‘Green Genes’ - Systematic subcellular localisation of novel proteins identified by large-scale sequencing identifies new regulators of membrane transport

Jeremy C. Simpson
Cell Biology and Biophysics
EMBL-Heidelberg
Meyerhofstrasse 1
69117 Heidelberg
Germany
telephone: 49 6221 387232
fax: 49 6221 387306
email: simpson@embl-heidelberg.de
prestype: Platform
presenter: Jeremy C. Simpson

Jeremy C. Simpson, Veronika E. Neubrand, Stefan Wiemann and Rainer Pepperkok

Large-scale cDNA sequencing projects are providing us with vast numbers of open reading frames (ORFs) encoding novel proteins of completely unknown function. As a first step towards their characterisation we have tagged the first 200 of these with the green fluorescent protein (GFP), and examined the subcellular localisations of these fusion proteins in living cells. The cloning of ORFs on this scale has been made possible using a novel recombination-based cloning technology which can generate both the N-terminal and C-terminal fusions in a single reaction. Subcellular localisations to discrete compartments were determined for over 75% of the fusions, providing the first functional information about these proteins, which is of particular importance for those molecules where bioinformatic tools were unable to provide any information. The tools generated by such an approach combined with the ease of cloning, mean that automation of more functional assays for such a large set of molecules is now a reality.

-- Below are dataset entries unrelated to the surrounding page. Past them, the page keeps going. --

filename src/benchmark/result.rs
//! Benchmark result records and their JSON and CSV outputs.

use std::collections::BTreeMap;
use std::fs::{File, OpenOptions};
use std::io::{self, Write};
use std::path::Path;

use serde::{Deserialize, Serialize};

use crate::benchmark::histogram::LatencyQuantiles;
use crate::error::Result;

/// Version of the JSON result layout.
pub const RESULT_FORMAT_VERSION: &str = "0.1";

/// Output path meaning standard output.
pub const STDOUT_PATH: &str = "-";

/// Operation totals of a run.
#[derive(Debug, Clone, Copy, Default, PartialEq, Serialize, Deserialize)]
#[serde(rename_all = "camelCase")]
pub struct Totals {
    /// Successful operations.
    pub total_ops: u64,

    /// Failed operations (only under the count policy).
    pub failed_ops: u64,

    /// Failed share of all attempted operations.
    pub failure_rate: f64,

    /// Mean latency of successful operations, in milliseconds.
    pub avg_latency_ms: f64,
}

/// Whole-run throughput.
#[derive(Debug, Clone, Copy, Default, PartialEq, Serialize, Deserialize)]
#[serde(rename_all = "camelCase")]
pub struct OverallRates {
    /// Successful operations per second.
    pub overall_ops_rate: f64,
}

/// Whole-run latency quantiles.
#[derive(Debug, Clone, Copy, Default, PartialEq, Serialize, Deserialize)]
#[serde(rename_all = "camelCase")]
pub struct OverallQuantiles {
    pub all_commands: LatencyQuantiles,
}

/// One reporter sample.
#[derive(Debug, Clone, Default, PartialEq, Serialize, Deserialize)]
#[serde(rename_all = "PascalCase")]
pub struct DataPoint {
    /// Unix time in milliseconds.
    pub timestamp: i64,

    /// Named values sampled at this time.
    pub multi_values: BTreeMap<String, f64>,
}

impl DataPoint {
    /// Create an empty data point.
    pub fn new(timestamp: i64) -> Self {
        Self {
            timestamp,
            multi_values: BTreeMap::new(),
        }
    }

    /// Add a named value.
    pub fn with_value<S: Into<String>>(mut self, name: S, value: f64) -> Self {
        self.multi_values.insert(name.into(), value);
        self
    }
}

/// Final record of one benchmark run.
#[derive(Debug, Clone, PartialEq, Serialize, Deserialize)]
#[serde(rename_all = "PascalCase")]
pub struct BenchmarkResult {
    pub metadata: String,
    pub result_format_version: String,
    pub limit: u64,
    pub workers: u32,
    pub max_rps: i64,
    #[serde(rename = "DBSpecificConfigs")]
    pub db_specific_configs: BTreeMap<String, serde_json::Value>,
    pub start_time: i64,
    pub end_time: i64,
    pub duration_millis: i64,
    pub totals: Totals,
    pub overall_rates: OverallRates,
    pub overall_quantiles: OverallQuantiles,
    pub time_series: BTreeMap<String, Vec<DataPoint>>,
}

impl BenchmarkResult {
    /// Successful operations per second.
    pub fn throughput(&self) -> f64 {
        self.overall_rates.overall_ops_rate
    }

    /// Mean latency in milliseconds.
    pub fn avg_latency_ms(&self) -> f64 {
        self.totals.avg_latency_ms
    }

    /// Failed share of all attempted operations.
    pub fn failure_rate(&self) -> f64 {
        self.totals.failure_rate
    }

    /// Pretty JSON of this result.
    pub fn to_json(&self) -> Result<String> {
        Ok(serde_json::to_string_pretty(self)?)
    }

    /// Write the JSON result to `path`, or to stdout for `-`.
    pub fn write_json<P: AsRef<Path>>(&self, path: P) -> Result<()> {
        let path = path.as_ref();
        if path.as_os_str() == STDOUT_PATH {
            let mut out = io::stdout().lock();
            serde_json::to_writer_pretty(&mut out, self)?;
            writeln!(out)?;
        } else {
            let file = File::create(path)?;
            serde_json::to_writer_pretty(file, self)?;
        }
        Ok(())
    }

    /// Read a JSON result back.
    pub fn read_json<P: AsRef<Path>>(path: P) -> Result<Self> {
        let file = File::open(path)?;
        Ok(serde_json::from_reader(file)?)
    }
}

/// The single CSV line streamed per run.
#[derive(Debug, Clone, PartialEq)]
pub struct CsvRow {
    pub engine: String,
    pub title: String,
    pub concurrency: u32,
    pub throughput: f64,
    pub avg_latency_ms: f64,
}

impl CsvRow {
    /// Build the row for `result`.
    pub fn from_result(engine: &str, title: &str, result: &BenchmarkResult) -> Self {
        Self {
            engine: engine.to_string(),
            title: title.to_string(),
            concurrency: result.workers,
            throughput: result.throughput(),
            avg_latency_ms: result.avg_latency_ms(),
        }
    }

    /// Field values with two-decimal rates.
    pub fn to_record(&self) -> [String; 5] {
        [
            self.engine.clone(),
            self.title.clone(),
            self.concurrency.to_string(),
            format!("{:.02}", self.throughput),
            format!("{:.02}", self.avg_latency_ms),
        ]
    }

    /// Write the row to any writer.
    pub fn write_to<W: Write>(&self, writer: W) -> Result<()> {
        let mut csv = csv::Writer::from_writer(writer);
        csv.write_record(self.to_record())?;
        csv.flush()?;
        Ok(())
    }

    /// Append the row to `path`, or write it to stdout for `-`.
    pub fn append_to<P: AsRef<Path>>(&self, path: P) -> Result<()> {
        let path = path.as_ref();
        if path.as_os_str() == STDOUT_PATH {
            self.write_to(io::stdout().lock())
        } else {
            let file = OpenOptions::new().create(true).append(true).open(path)?;
            self.write_to(file)
        }
    }
}
//! Query flag bitset.

use std::fmt;
use std::ops::{BitOr, BitOrAssign};

use serde::{Deserialize, Serialize};

/// Bitset of optional query behaviours.
///
/// Each flag occupies its own bit so flags can be freely combined.
#[derive(Debug, Clone, Copy, Default, PartialEq, Eq, Hash, Serialize, Deserialize)]
pub struct QueryFlags(u64);

impl QueryFlags {
    /// No flags set.
    pub const NONE: QueryFlags = QueryFlags(0);

    /// Search the term verbatim, without stemming expansion.
    pub const VERBATIM: QueryFlags = QueryFlags(0x1);

    /// Return ids and scores only, without document properties.
    pub const NO_CONTENT: QueryFlags = QueryFlags(0x2);

    /// Treat the term as a prefix.
    pub const PREFIX: QueryFlags = QueryFlags(0x4);

    /// Treat the term as a wildcard pattern.
    pub const WILDCARD: QueryFlags = QueryFlags(0x8);

    /// Build flags from raw bits.
    pub const fn from_bits(bits: u64) -> Self {
        QueryFlags(bits)
    }

    /// Raw bit representation.
    pub const fn bits(self) -> u64 {
        self.0
    }

    /// Check whether every bit of `other` is set.
    pub const fn contains(self, other: QueryFlags) -> bool {
        self.0 & other.0 == other.0
    }

    /// Check whether no flag is set.
    pub const fn is_empty(self) -> bool {
        self.0 == 0
    }
}

impl BitOr for QueryFlags {
    type Output = QueryFlags;

    fn bitor(self, rhs: Self) -> Self::Output {
        QueryFlags(self.0 | rhs.0)
    }
}

impl BitOrAssign for QueryFlags {
    fn bitor_assign(&mut self, rhs: Self) {
        self.0 |= rhs.0;
    }
}

impl fmt::Display for QueryFlags {
    fn fmt(&self, f: &mut fmt::Formatter<'_>) -> fmt::Result {
        let names = [
            (QueryFlags::VERBATIM, "VERBATIM"),
            (QueryFlags::NO_CONTENT, "NOCONTENT"),
            (QueryFlags::PREFIX, "PREFIX"),
            (QueryFlags::WILDCARD, "WILDCARD"),
        ];
        let set: Vec<&str> = names
            .iter()
            .filter(|(flag, _)| self.contains(*flag))
            .map(|(_, name)| *name)
            .collect();
        write!(f, "{}", set.join("|"))
    }
}
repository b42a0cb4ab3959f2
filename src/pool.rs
//! Bounded worker pool.
//!
//! A [`work_queue::WorkQueue`] owns a fixed number of long-lived worker
//! threads that consume boxed jobs from one shared queue. Fan-out rounds use
//! a [`task_group::TaskGroup`] to submit several units and collect their
//! results on one channel.

pub mod task_group;
pub mod work_queue;
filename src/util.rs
//! Shared utility modules.

pub mod levenshtein;
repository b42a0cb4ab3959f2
//! Index trait and search result type.

use std::fmt::Debug;

use serde::{Deserialize, Serialize};

use crate::document::document::Document;
use crate::error::{Result, ShardBenchError};
use crate::index::options::IndexingOptions;
use crate::query::query::Query;

/// A page of documents together with the total number of matches.
#[derive(Debug, Clone, Default, PartialEq, Serialize, Deserialize)]
pub struct SearchResults {
    /// Documents in the requested page, highest score first.
    pub documents: Vec<Document>,

    /// Total number of matching documents, independent of paging.
    pub total: usize,
}

impl SearchResults {
    /// Create a result page.
    pub fn new(documents: Vec<Document>, total: usize) -> Self {
        SearchResults { documents, total }
    }

    /// Number of documents in the page.
    pub fn len(&self) -> usize {
        self.documents.len()
    }

    /// Check if the page is empty.
    pub fn is_empty(&self) -> bool {
        self.documents.is_empty()
    }
}

/// Abstract search index a benchmark works against.
///
/// Implementations must be shareable across threads; a distributed index
/// calls many shards concurrently through `&self`.
pub trait Index: Send + Sync + Debug {
    /// Name of the index on its backend.
    fn name(&self) -> &str;

    /// Create the index.
    fn create(&self) -> Result<()>;

    /// Delete the index and all its documents.
    fn drop_index(&self) -> Result<()>;

    /// Index a batch of documents.
    fn index(&self, documents: Vec<Document>, options: &IndexingOptions) -> Result<()>;

    /// Run a query and return the requested page plus the total match count.
    fn search(&self, query: &Query) -> Result<SearchResults>;

    /// Number of documents currently stored.
    fn document_count(&self) -> Result<u64> {
        Err(ShardBenchError::index(format!(
            "document count is not supported by index '{}'",
            self.name()
        )))
    }
}

#[cfg(test)]
mod tests {
    use super::*;

    #[derive(Debug)]
    struct NullIndex;

    impl Index for NullIndex {
        fn name(&self) -> &str {
            "null"
        }

        fn create(&self) -> Result<()> {
            Ok(())
        }

        fn drop_index(&self) -> Result<()> {
            Ok(())
        }

        fn index(&self, _documents: Vec<Document>, _options: &IndexingOptions) -> Result<()> {
            Ok(())
        }

        fn search(&self, _query: &Query) -> Result<SearchResults> {
            Ok(SearchResults::default())
        }
    }

    #[test]
    fn test_default_document_count_is_unsupported() {
        let index = NullIndex;
        let err = index.document_count().unwrap_err();
        assert!(err.to_string().contains("not supported"));
    }

    #[test]
    fn test_search_results() {
        let results = SearchResults::new(vec![Document::new("a", 1.0)], 7);
        assert_eq!(results.len(), 1);
        assert_eq!(results.total, 7);
        assert!(SearchResults::default().is_empty());
    }
}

Of the many molecules which we have identified which localise to organelles of the secretory pathway (endoplasmic reticulum, Golgi, endosomes, plasma membrane), we have identified a novel regulator of sorting at the level of the trans-Golgi network (TGN). This protein appears to interact with adaptor molecules, specifically regulating the export of passenger molecules en route to the plasma membrane. The overexpression of this protein acts as a potent inhibitor of membrane transport from this organelle. This novel approach to finding new molecules involved in membrane transport already appears to be fruitful.